Wanneer er zich ten opzichte van de voorgaande loonbetaling in geen van de genoemde bedragen een wijziging heeft voorgedaan, is de werkgever niet verplicht een nieuw loonstrookje te verstrekken. In de praktijk gebeurt het veelal wel.

Het loonstrookje bevat vaak ook gegevens die niet in de bovenstaande opsomming worden genoemd, zoals het actuele aantal vakantiedagen waarop de werknemer nog recht heeft, of het bedrag van de opgebouwde vakantiebijslag. Dit staat veelal vermeld onder het kopje 'cumulatieven'. Soms geeft de van toepassing zijnde cao op dit punt nogal wat verplichtingen.

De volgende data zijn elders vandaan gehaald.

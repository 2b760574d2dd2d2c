mod cliprect;
pub use cliprect::*;
mod cursor;
pub use cursor::*;
mod pt;
pub use pt::*;

// Font data is stored as CODEPOINTS and GLYPHS arrays. CODEPOINTS holds sorted
// Unicode codepoints for characters included in the font, and GLYPHS holds
// 16*16px sprites (pixels packed in row-major order, LSB of first word is top
// left pixel of sprite). The order of codepoints and glyphs is the same, but,
// each codepoint is one u32 word long while each glyph is eight u32 words
// long. So, to find a glyph we do:
//  1. Binary search CODEPOINTS for the codepoint of interest
//  2. Multiply the codepoint index by 8, yielding an offset into GLYPHS
//  3. Slice 8 u32 words from GLYPHS starting at the offset

/// Struct to hold sprite pixel reference and associated metadata for glyphs
#[derive(Copy, Clone, Debug)]
pub struct GlyphSprite {
    pub glyph: &'static [u32],
    pub wide: u8,
    pub high: u8,
    pub kern: u8,
    // the original character
    pub ch: char,
    // invert rendering for the character - for copy/paste selection regions
    pub invert: bool,
    // drawn an insertion point after this character
    pub insert: bool,
    // 2x flag for the back-end rendering (wide/high should be pre-computed to match this)
    pub double: bool,
    // flag for 32-bit wide glyph sets
    pub large: bool,
}

/// A TypesetWord is a Word that has beet turned into sprites and placed at a specific location on the canvas,
/// defined by its `bb` record. The intention is that this abstract representation can be passed directly to
/// a rasterizer for rendering.
#[derive(Debug)]
pub(crate) struct TypesetWord {
    /// glyph data to directly render the word
    pub gs: Vec<GlyphSprite>,
    /// top left origin point for rendering of the glyphs
    pub origin: Pt,
    /// width of the word
    pub width: i16,
    /// overall height for the word
    pub height: i16,
    /// set if this `word` is not drawable, e.g. a newline placeholder.
    /// *however* the Vec<GlyphSprite> should still be checked for an insertion point, so that
    /// successive newlines properly get their insertion point drawn
    pub non_drawable: bool,
    /// the position in the originating abstract string of the first character in the word
    pub strpos: usize,
}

Vanaf 2020 moet er ook op de loonstrook vermeld staan of er sprake is van een arbeidsovereenkomst voor onbepaalde tijd die schriftelijk is aangegaan, en of sprake is van een oproepovereenkomst.

Vanaf 2020 wordt de oproepovereenkomst gedefinieerd als de overeenkomst waarbij (artikel 7:628a lid 9 BW):

  • de omvang van de arbeid niet is vastgelegd als een vast aantal uren van ten hoogste een maand of ten hoogste een jaar waarbij het recht op loon gelijkmatig over het jaar is verspreid (jaarurennorm); of
  • de werknemer geen recht heeft op loon als hij niet gewerkt heeft.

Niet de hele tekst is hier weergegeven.